- _Problem requirements_
Restrict the output to the lines below starting at the one that contains "Returns the model" and ending at the one that contains "if denom < f32::EPSILON", and restate them word for word, both ends included.

- _Raw data_
──────

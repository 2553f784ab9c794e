//! Embedding provider trait and vector utilities.
//!
//! Defines the [`EmbeddingProvider`] trait that all embedding backends
//! implement, plus pure helpers for vector serialization and similarity.
//!
//! Concrete providers (OpenAI, Ollama, fastembed) live in the `rag-harness`
//! app crate. Providers own their retry policy; callers in this crate never
//! retry.

use anyhow::Result;
use async_trait::async_trait;

/// Text-to-vector backend.
#[async_trait]
pub trait EmbeddingProvider: Send + Sync {
    /// Returns the model identifier (e.g. `"all-minilm-l6-v2"`).
    fn model_name(&self) -> &str;
    /// Returns the embedding vector dimensionality (e.g. `384`).
    fn dims(&self) -> usize;

    /// Embed a batch of texts. Returns one vector per input, in order.
    async fn embed(&self, texts: &[String]) -> Result<Vec<Vec<f32>>>;

    /// Embed a single query string.
    async fn embed_query(&self, text: &str) -> Result<Vec<f32>> {
        let mut vectors = self.embed(&[text.to_string()]).await?;
        vectors
            .pop()
            .ok_or_else(|| anyhow::anyhow!("embedding provider returned no vector for query"))
    }
}

/// Encode a float vector as a BLOB (little-endian f32 bytes).
///
/// ```rust
/// use rag_harness_core::embedding::{vec_to_blob, blob_to_vec};
///
/// let v = vec![1.0f32, -2.5, 3.125];
/// let blob = vec_to_blob(&v);
/// assert_eq!(blob.len(), 12);
/// assert_eq!(blob_to_vec(&blob), v);
/// ```
pub fn vec_to_blob(vec: &[f32]) -> Vec<u8> {
    let mut bytes = Vec::with_capacity(vec.len() * 4);
    for &v in vec {
        bytes.extend_from_slice(&v.to_le_bytes());
    }
    bytes
}

/// Decode a BLOB back into a float vector.
pub fn blob_to_vec(blob: &[u8]) -> Vec<f32> {
    blob.chunks_exact(4)
        .map(|chunk| f32::from_le_bytes([chunk[0], chunk[1], chunk[2], chunk[3]]))
        .collect()
}

/// Cosine similarity in `[-1.0, 1.0]`.
///
/// Returns `0.0` for empty vectors, vectors of different lengths, or a
/// zero-norm operand.
pub fn cosine_similarity(a: &[f32], b: &[f32]) -> f32 {
    if a.len() != b.len() || a.is_empty() {
        return 0.0;
    }

    let mut dot = 0.0f32;
    let mut norm_a = 0.0f32;
    let mut norm_b = 0.0f32;

    for (x, y) in a.iter().zip(b.iter()) {
        dot += x * y;
        norm_a += x * x;
        norm_b += y * y;
    }

    let denom = norm_a.sqrt() * norm_b.sqrt();
    if denom < f32::EPSILON {
        return 0.0;
    }

    dot / denom
}

/// Cosine distance, `1 - cosine_similarity`, in `[0.0, 2.0]`.
pub fn cosine_distance(a: &[f32], b: &[f32]) -> f64 {
    1.0 - cosine_similarity(a, b) as f64
}

#[cfg(test)]
mod tests {
    use super::*;

    struct Fixed;

    #[async_trait]
    impl EmbeddingProvider for Fixed {
        fn model_name(&self) -> &str {
            "fixed"
        }
        fn dims(&self) -> usize {
            2
        }
        async fn embed(&self, texts: &[String]) -> Result<Vec<Vec<f32>>> {
            Ok(texts.iter().map(|t| vec![t.len() as f32, 1.0]).collect())
        }
    }

    #[tokio::test]
    async fn test_embed_query_default() {
        let v = Fixed.embed_query("abc").await.unwrap();
        assert_eq!(v, vec![3.0, 1.0]);
    }

    #[test]
    fn test_vec_blob_roundtrip() {
        let vec = vec![1.0f32, -2.5, 3.125, 0.0, -0.001];
        assert_eq!(blob_to_vec(&vec_to_blob(&vec)), vec);
    }

    #[test]
    fn test_cosine_identical() {
        let v = vec![1.0, 2.0, 3.0];
        assert!((cosine_similarity(&v, &v) - 1.0).abs() < 1e-6);
        assert!(cosine_distance(&v, &v).abs() < 1e-6);
    }

    #[test]
    fn test_cosine_orthogonal() {
        let a = vec![1.0, 0.0, 0.0];
        let b = vec![0.0, 1.0, 0.0];
        assert!(cosine_similarity(&a, &b).abs() < 1e-6);
    }

    #[test]
    fn test_cosine_opposite() {
        let a = vec![1.0, 0.0];
        let b = vec![-1.0, 0.0];
        assert!((cosine_similarity(&a, &b) + 1.0).abs() < 1e-6);
        assert!((cosine_distance(&a, &b) - 2.0).abs() < 1e-6);
    }

    #[test]
    fn test_cosine_degenerate() {
        assert_eq!(cosine_similarity(&[], &[]), 0.0);
        assert_eq!(cosine_similarity(&[1.0, 2.0], &[1.0]), 0.0);
    }
}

──────

- _Exercise solution_
    /// Returns the model identifier (e.g. `"all-minilm-l6-v2"`).
    fn model_name(&self) -> &str;
    /// Returns the embedding vector dimensionality (e.g. `384`).
    fn dims(&self) -> usize;

    /// Embed a batch of texts. Returns one vector per input, in order.
    async fn embed(&self, texts: &[String]) -> Result<Vec<Vec<f32>>>;

    /// Embed a single query string.
    async fn embed_query(&self, text: &str) -> Result<Vec<f32>> {
        let mut vectors = self.embed(&[text.to_string()]).await?;
        vectors
            .pop()
            .ok_or_else(|| anyhow::anyhow!("embedding provider returned no vector for query"))
    }
}

/// Encode a float vector as a BLOB (little-endian f32 bytes).
///
/// ```rust
/// use rag_harness_core::embedding::{vec_to_blob, blob_to_vec};
///
/// let v = vec![1.0f32, -2.5, 3.125];
/// let blob = vec_to_blob(&v);
/// assert_eq!(blob.len(), 12);
/// assert_eq!(blob_to_vec(&blob), v);
/// ```
pub fn vec_to_blob(vec: &[f32]) -> Vec<u8> {
    let mut bytes = Vec::with_capacity(vec.len() * 4);
    for &v in vec {
        bytes.extend_from_slice(&v.to_le_bytes());
    }
    bytes
}

/// Decode a BLOB back into a float vector.
pub fn blob_to_vec(blob: &[u8]) -> Vec<f32> {
    blob.chunks_exact(4)
        .map(|chunk| f32::from_le_bytes([chunk[0], chunk[1], chunk[2], chunk[3]]))
        .collect()
}

/// Cosine similarity in `[-1.0, 1.0]`.
///
/// Returns `0.0` for empty vectors, vectors of different lengths, or a
/// zero-norm operand.
pub fn cosine_similarity(a: &[f32], b: &[f32]) -> f32 {
    if a.len() != b.len() || a.is_empty() {
        return 0.0;
    }

    let mut dot = 0.0f32;
    let mut norm_a = 0.0f32;
    let mut norm_b = 0.0f32;

    for (x, y) in a.iter().zip(b.iter()) {
        dot += x * y;
        norm_a += x * x;
        norm_b += y * y;
    }

    let denom = norm_a.sqrt() * norm_b.sqrt();
    if denom < f32::EPSILON {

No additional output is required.